Only the lines from the one containing "use std::time::Duration;" through the one containing "pub async fn" should be printed, exactly as they appear below, with both ends included.

**DATASET EXTRACT:**
++++

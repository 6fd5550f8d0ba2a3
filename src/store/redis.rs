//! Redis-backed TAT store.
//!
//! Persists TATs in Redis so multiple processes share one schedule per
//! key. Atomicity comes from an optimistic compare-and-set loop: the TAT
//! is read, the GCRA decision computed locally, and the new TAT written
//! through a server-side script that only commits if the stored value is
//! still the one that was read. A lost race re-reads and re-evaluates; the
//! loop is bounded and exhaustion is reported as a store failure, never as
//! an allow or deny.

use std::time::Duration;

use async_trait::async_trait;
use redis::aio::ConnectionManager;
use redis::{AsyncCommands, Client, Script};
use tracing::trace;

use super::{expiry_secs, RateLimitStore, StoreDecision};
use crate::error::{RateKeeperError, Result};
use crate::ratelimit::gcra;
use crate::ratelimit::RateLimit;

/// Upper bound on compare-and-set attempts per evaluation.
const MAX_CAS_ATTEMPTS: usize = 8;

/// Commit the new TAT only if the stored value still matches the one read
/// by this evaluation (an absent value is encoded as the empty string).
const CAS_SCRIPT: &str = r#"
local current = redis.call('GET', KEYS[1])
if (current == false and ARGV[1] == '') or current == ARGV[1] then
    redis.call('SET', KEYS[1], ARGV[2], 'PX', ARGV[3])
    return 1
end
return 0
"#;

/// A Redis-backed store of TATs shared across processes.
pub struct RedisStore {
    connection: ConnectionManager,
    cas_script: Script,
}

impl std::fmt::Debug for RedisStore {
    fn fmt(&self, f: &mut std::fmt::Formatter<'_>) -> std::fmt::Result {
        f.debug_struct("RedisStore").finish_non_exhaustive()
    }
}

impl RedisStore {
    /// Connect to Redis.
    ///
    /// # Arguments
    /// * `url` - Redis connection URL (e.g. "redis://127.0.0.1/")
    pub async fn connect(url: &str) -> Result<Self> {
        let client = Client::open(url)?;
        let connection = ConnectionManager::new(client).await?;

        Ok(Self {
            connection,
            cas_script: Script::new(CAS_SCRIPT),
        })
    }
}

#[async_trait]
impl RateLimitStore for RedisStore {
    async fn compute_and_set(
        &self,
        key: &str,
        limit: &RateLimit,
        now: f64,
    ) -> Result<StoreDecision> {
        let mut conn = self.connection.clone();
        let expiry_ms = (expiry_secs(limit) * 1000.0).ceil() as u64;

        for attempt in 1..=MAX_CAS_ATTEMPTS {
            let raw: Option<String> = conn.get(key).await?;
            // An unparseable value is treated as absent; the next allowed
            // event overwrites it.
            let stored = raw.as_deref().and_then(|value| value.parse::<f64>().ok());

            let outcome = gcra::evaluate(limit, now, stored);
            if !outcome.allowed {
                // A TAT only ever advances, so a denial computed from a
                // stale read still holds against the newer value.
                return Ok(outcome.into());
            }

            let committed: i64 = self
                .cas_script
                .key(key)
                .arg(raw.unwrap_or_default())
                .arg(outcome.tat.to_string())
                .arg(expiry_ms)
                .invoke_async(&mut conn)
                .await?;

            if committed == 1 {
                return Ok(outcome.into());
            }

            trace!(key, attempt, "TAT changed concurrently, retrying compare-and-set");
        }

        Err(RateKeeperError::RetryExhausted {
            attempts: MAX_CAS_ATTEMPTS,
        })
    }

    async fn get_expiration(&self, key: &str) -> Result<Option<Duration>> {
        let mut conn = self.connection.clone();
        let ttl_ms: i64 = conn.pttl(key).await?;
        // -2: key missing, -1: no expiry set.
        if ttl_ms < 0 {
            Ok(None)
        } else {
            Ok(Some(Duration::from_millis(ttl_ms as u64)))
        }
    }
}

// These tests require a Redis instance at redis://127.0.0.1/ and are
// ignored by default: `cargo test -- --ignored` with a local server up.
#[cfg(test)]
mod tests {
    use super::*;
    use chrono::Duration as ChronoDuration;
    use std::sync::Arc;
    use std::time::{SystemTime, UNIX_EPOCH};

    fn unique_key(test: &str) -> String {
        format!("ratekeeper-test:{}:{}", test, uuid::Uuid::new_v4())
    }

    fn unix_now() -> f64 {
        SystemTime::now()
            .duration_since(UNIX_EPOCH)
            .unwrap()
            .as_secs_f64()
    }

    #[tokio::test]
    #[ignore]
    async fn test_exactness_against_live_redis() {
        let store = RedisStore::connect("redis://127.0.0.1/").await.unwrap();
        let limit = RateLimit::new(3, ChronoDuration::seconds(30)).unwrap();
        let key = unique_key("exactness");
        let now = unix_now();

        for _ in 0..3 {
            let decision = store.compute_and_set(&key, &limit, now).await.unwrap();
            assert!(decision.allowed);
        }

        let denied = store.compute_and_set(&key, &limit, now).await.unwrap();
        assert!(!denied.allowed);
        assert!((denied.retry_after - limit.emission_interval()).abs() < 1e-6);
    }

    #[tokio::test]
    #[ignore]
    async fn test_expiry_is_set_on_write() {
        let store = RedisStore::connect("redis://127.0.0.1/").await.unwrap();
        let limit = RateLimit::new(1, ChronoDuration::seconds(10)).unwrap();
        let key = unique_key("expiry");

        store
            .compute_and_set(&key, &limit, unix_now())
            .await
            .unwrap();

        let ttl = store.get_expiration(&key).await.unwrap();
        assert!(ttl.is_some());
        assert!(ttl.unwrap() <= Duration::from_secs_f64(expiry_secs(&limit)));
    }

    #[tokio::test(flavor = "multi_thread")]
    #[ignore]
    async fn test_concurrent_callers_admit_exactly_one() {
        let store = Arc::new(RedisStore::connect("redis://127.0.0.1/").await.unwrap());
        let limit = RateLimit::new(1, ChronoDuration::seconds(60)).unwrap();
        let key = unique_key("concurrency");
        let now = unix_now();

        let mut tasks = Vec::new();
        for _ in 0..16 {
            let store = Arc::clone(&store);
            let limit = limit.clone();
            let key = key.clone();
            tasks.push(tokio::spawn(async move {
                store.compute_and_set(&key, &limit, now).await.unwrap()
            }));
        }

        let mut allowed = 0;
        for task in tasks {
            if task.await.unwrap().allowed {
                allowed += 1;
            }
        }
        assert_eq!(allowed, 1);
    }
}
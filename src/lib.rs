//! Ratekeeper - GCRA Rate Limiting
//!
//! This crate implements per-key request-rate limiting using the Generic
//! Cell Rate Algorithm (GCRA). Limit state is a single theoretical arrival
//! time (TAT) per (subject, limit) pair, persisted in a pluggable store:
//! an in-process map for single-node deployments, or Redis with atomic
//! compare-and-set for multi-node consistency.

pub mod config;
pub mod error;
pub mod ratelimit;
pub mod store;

++++

**EXERCISE SOLUTION:**
use std::time::Duration;

use async_trait::async_trait;
use redis::aio::ConnectionManager;
use redis::{AsyncCommands, Client, Script};
use tracing::trace;

use super::{expiry_secs, RateLimitStore, StoreDecision};
use crate::error::{RateKeeperError, Result};
use crate::ratelimit::gcra;
use crate::ratelimit::RateLimit;

/// Upper bound on compare-and-set attempts per evaluation.
const MAX_CAS_ATTEMPTS: usize = 8;

/// Commit the new TAT only if the stored value still matches the one read
/// by this evaluation (an absent value is encoded as the empty string).
const CAS_SCRIPT: &str = r#"
local current = redis.call('GET', KEYS[1])
if (current == false and ARGV[1] == '') or current == ARGV[1] then
    redis.call('SET', KEYS[1], ARGV[2], 'PX', ARGV[3])
    return 1
end
return 0
"#;

/// A Redis-backed store of TATs shared across processes.
pub struct RedisStore {
    connection: ConnectionManager,
    cas_script: Script,
}

impl std::fmt::Debug for RedisStore {
    fn fmt(&self, f: &mut std::fmt::Formatter<'_>) -> std::fmt::Result {
        f.debug_struct("RedisStore").finish_non_exhaustive()
    }
}

impl RedisStore {
    /// Connect to Redis.
    ///
    /// # Arguments
    /// * `url` - Redis connection URL (e.g. "redis://127.0.0.1/")
    pub async fn connect(url: &str) -> Result<Self> {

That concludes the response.